10.3390/universe6080125 ◽

2020 ◽

Vol 6 (8) ◽

pp. 125

Author(s):

Martin Bojowald

Keyword(s):

Black Hole ◽

Quantum Gravity ◽

Loop Quantum Gravity ◽

Space Time ◽

Classical Solutions ◽

General Covariance ◽

White Hole ◽

Signature Change ◽

Generalized Covariance ◽

Line Elements

Dynamical black-hole scenarios have been developed in loop quantum gravity in various ways, combining results from mini and midisuperspace models. In the past, the underlying geometry of space-time has often been expressed in terms of line elements with metric components that differ from the classical solutions of general relativity, motivated by modified equations of motion and constraints. However, recent results have shown by explicit calculations that most of these constructions violate general covariance and slicing independence. The proposed line elements and black-hole models are therefore ruled out. The only known possibility to escape this sentence is to derive not only modified metric components but also a new space-time structure which is covariant in a generalized sense. Formally, such a derivation is made available by an analysis of the constraints of canonical gravity, which generate deformations of hypersurfaces in space-time, or generalized versions if the constraints are consistently modified. A generic consequence of consistent modifications in effective theories suggested by loop quantum gravity is signature change at high density. Signature change is an important ingredient in long-term models of black holes that aim to determine what might happen after a black hole has evaporated. Because this effect changes the causal structure of space-time, it has crucial implications for black-hole models that have been missed in several older constructions, for instance in models based on bouncing black-hole interiors.
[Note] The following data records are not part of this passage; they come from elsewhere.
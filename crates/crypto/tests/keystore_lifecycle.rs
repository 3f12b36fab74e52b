//! Integration tests for the keystore directory manager
//!
//! These tests exercise the complete catalog workflow: scanning a directory
//! with clutter, creating keys, the lock/unlock cycle, verified deletion,
//! and passphrase rotation.

use std::fs;
use std::sync::Arc;

use palisade_crypto::{
    encode, CipherKind, KdfConfig, Key, KeySelector, Keystore, KeystoreError,
};
use palisade_types::Namespace;
use tempfile::TempDir;

fn light_kdf() -> KdfConfig {
    KdfConfig::Scrypt { n: 4096, r: 8, p: 1 }
}

fn open_store(root: &std::path::Path) -> Keystore {
    Keystore::open_with_config(root, light_kdf(), CipherKind::Aes128Ctr).expect("open keystore")
}

/// A directory with three well-formed keyfiles and one arbitrary non-JSON
/// file catalogs exactly three entries, without any passphrase and without a
/// fatal error.
#[test]
fn test_open_skips_clutter() {
    let dir = TempDir::new().expect("tempdir");

    for i in 0..3 {
        let key = Key::generate(Namespace::Account, &mut rand::thread_rng());
        let bytes = encode(
            &key,
            "scan-passphrase",
            Some(&format!("key-{}", i)),
            &light_kdf(),
            CipherKind::Aes128Ctr,
        )
        .expect("encode");
        fs::write(dir.path().join(format!("{}.json", key.address())), bytes).expect("write");
    }
    fs::write(dir.path().join("README.txt"), b"not a keyfile").expect("write clutter");

    let store = open_store(dir.path());
    assert_eq!(store.len(), 3);

    // Every open starts fully locked.
    for record in store.records() {
        assert!(!record.unlocked);
    }
}

/// The concrete scenario: create a validator key, lock it, unlock it with
/// the right and wrong passphrases.
#[test]
fn test_correct_horse_scenario() {
    let dir = TempDir::new().expect("tempdir");
    let store = open_store(dir.path());

    let info = store
        .create("correct horse", Some("validator-1"), Namespace::Validator)
        .expect("create");
    let addr = info.address;

    // The keyfile landed at <root>/<address>.json.
    let expected_path = dir.path().join(format!("{}.json", addr));
    assert!(expected_path.is_file());

    // A fresh entry starts unlocked.
    assert!(store.is_unlocked(addr).expect("is_unlocked"));

    store.lock(addr).expect("lock");
    assert!(!store.is_unlocked(addr).expect("is_unlocked"));

    // Wrong passphrase: authentication failure, entry stays locked.
    let err = store.unlock(addr, "wrong").expect_err("wrong passphrase");
    assert!(err.is_authentication_failure());
    assert!(!store.is_unlocked(addr).expect("is_unlocked"));

    // Correct passphrase recovers a key with the same address.
    store.unlock(addr, "correct horse").expect("unlock");
    let recovered = store
        .with_key(addr, |key| key.address())
        .expect("with_key");
    assert_eq!(recovered, addr);
}

/// After locking, the key is unrecoverable from the catalog without the
/// passphrase.
#[test]
fn test_lock_forgets_key() {
    let dir = TempDir::new().expect("tempdir");
    let store = open_store(dir.path());

    let info = store
        .create("pass", None, Namespace::Account)
        .expect("create");

    store.lock(info.address).expect("lock");
    assert!(matches!(
        store.with_key(info.address, |_| ()),
        Err(KeystoreError::Locked(_))
    ));
}

/// Reopening a keystore rebuilds the catalog from disk, fully locked, with
/// labels intact.
#[test]
fn test_reopen_preserves_catalog() {
    let dir = TempDir::new().expect("tempdir");
    let (addr, label) = {
        let store = open_store(dir.path());
        let info = store
            .create("pass", Some("cold-storage"), Namespace::Account)
            .expect("create");
        (info.address, info.label)
    };

    let reopened = open_store(dir.path());
    let records = reopened.records();
    assert_eq!(records.len(), 1);
    assert_eq!(records[0].address, addr);
    assert_eq!(records[0].label, label);
    assert!(!records[0].unlocked);
}

/// Delete requires the passphrase: a wrong one removes nothing, the right
/// one removes both the file and the entry.
#[test]
fn test_delete_verifies_passphrase() {
    let dir = TempDir::new().expect("tempdir");
    let store = open_store(dir.path());

    let info = store
        .create("delete-me", None, Namespace::Account)
        .expect("create");
    let path = info.path.clone();

    let err = store
        .delete(info.address, "not-the-passphrase")
        .expect_err("wrong passphrase");
    assert!(err.is_authentication_failure());
    assert!(path.is_file());
    assert_eq!(store.len(), 1);

    store.delete(info.address, "delete-me").expect("delete");
    assert!(!path.exists());
    assert!(store.is_empty());
    assert!(matches!(
        store.is_unlocked(info.address),
        Err(KeystoreError::NotFound(_))
    ));
}

/// Update rotates the passphrase and label with fresh salt and IV; the old
/// passphrase stops working.
#[test]
fn test_update_rotates_passphrase() {
    let dir = TempDir::new().expect("tempdir");
    let store = open_store(dir.path());

    let info = store
        .create("old-passphrase", Some("old-label"), Namespace::Validator)
        .expect("create");
    let before = fs::read(&info.path).expect("read");

    let err = store
        .update(info.address, "bogus", "new-passphrase", Some("new-label"))
        .expect_err("wrong old passphrase");
    assert!(err.is_authentication_failure());

    store
        .update(info.address, "old-passphrase", "new-passphrase", Some("new-label"))
        .expect("update");

    let after = fs::read(&info.path).expect("read");
    assert_ne!(before, after);

    let records = store.records();
    assert_eq!(records[0].label.as_deref(), Some("new-label"));
    assert_eq!(records[0].address, info.address);

    // Only the new passphrase unlocks after a restart.
    let reopened = open_store(dir.path());
    assert!(reopened
        .unlock(info.address, "old-passphrase")
        .expect_err("old passphrase")
        .is_authentication_failure());
    reopened
        .unlock(info.address, "new-passphrase")
        .expect("unlock with new passphrase");
}

/// Creating a key and selecting it by index work the same as by address.
#[test]
fn test_index_selector() {
    let dir = TempDir::new().expect("tempdir");
    let store = open_store(dir.path());

    store.create("a", None, Namespace::Account).expect("create");
    store.create("b", None, Namespace::Account).expect("create");

    store.lock(KeySelector::Index(1)).expect("lock");
    assert!(store.is_unlocked(0).expect("index 0"));
    assert!(!store.is_unlocked(1).expect("index 1"));
}

/// Unlocking two different entries from two threads is safe; the KDF work
/// does not serialize catalog access.
#[test]
fn test_concurrent_unlock() {
    let dir = TempDir::new().expect("tempdir");
    let store = open_store(dir.path());

    let a = store.create("pass-a", None, Namespace::Account).expect("create");
    let b = store.create("pass-b", None, Namespace::Validator).expect("create");
    store.lock(a.address).expect("lock");
    store.lock(b.address).expect("lock");

    let store = Arc::new(store);
    let s1 = Arc::clone(&store);
    let s2 = Arc::clone(&store);
    let addr_a = a.address;
    let addr_b = b.address;

    let t1 = std::thread::spawn(move || s1.unlock(addr_a, "pass-a"));
    let t2 = std::thread::spawn(move || s2.unlock(addr_b, "pass-b"));
    t1.join().expect("join").expect("unlock a");
    t2.join().expect("join").expect("unlock b");

    assert!(store.is_unlocked(addr_a).expect("a"));
    assert!(store.is_unlocked(addr_b).expect("b"));
}

/// A keystore configured for PBKDF2 writes files scrypt-free readers of the
/// stored parameters can still decode: decryption follows the file, not the
/// current configuration.
#[test]
fn test_decode_follows_stored_parameters() {
    let dir = TempDir::new().expect("tempdir");

    let addr = {
        let pbkdf2_store = Keystore::open_with_config(
            dir.path(),
            KdfConfig::Pbkdf2 { c: 1000 },
            CipherKind::Aes128Ctr,
        )
        .expect("open");
        pbkdf2_store
            .create("pass", None, Namespace::Account)
            .expect("create")
            .address
    };

    // Reopen configured for scrypt; the pbkdf2 file still unlocks.
    let scrypt_store = open_store(dir.path());
    scrypt_store.unlock(addr, "pass").expect("unlock");
}
//! Passphrase-encrypted keyfile codec.
//!
//! A keyfile persists one keypair, encrypted under a passphrase:
//!
//! - a KDF (scrypt or PBKDF2-HMAC-SHA256) stretches the passphrase and a
//!   random salt into a 32-byte key,
//! - AES-128-CTR encrypts the private key under the first half,
//! - a SHA-256 MAC over the second half and the ciphertext detects both
//!   wrong passphrases and tampering,
//! - a versioned JSON envelope ties the pieces together.
//!
//! KDF and cipher are each a closed tagged variant selected by a name string
//! in the envelope; unknown names fail loudly instead of falling back.

mod cipher;
mod envelope;
mod error;
mod kdf;
mod mac;

pub use cipher::{generate_iv, CipherKind, CipherParams, CIPHER_KEY_LENGTH, IV_LENGTH};
pub use envelope::{
    decode, encode, inspect, CryptoSection, KeyFile, KeyfileInfo, KEYFILE_VERSION,
};
pub use error::{KeyfileError, KeyfileResult};
pub use kdf::{generate_salt, KdfConfig, KdfParams, DKLEN, SALT_LENGTH};
pub use mac::{compute_mac, verify_mac, MAC_LENGTH};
Such models are ruled out by signature change even if their underlying space-times are made consistent using generalized covariance. The causal nature of signature change brings in a new internal consistency condition, given by the requirement of deterministic behavior at low curvature. Even a causally disconnected interior transition, opening back up into the former exterior as some kind of astrophysical white hole, is then ruled out. New versions consistent with both generalized covariance and low-curvature determinism are introduced here, showing a remarkable similarity with models developed in other approaches, such as the final-state proposal or the no-transition principle obtained from the gauge-gravity correspondence.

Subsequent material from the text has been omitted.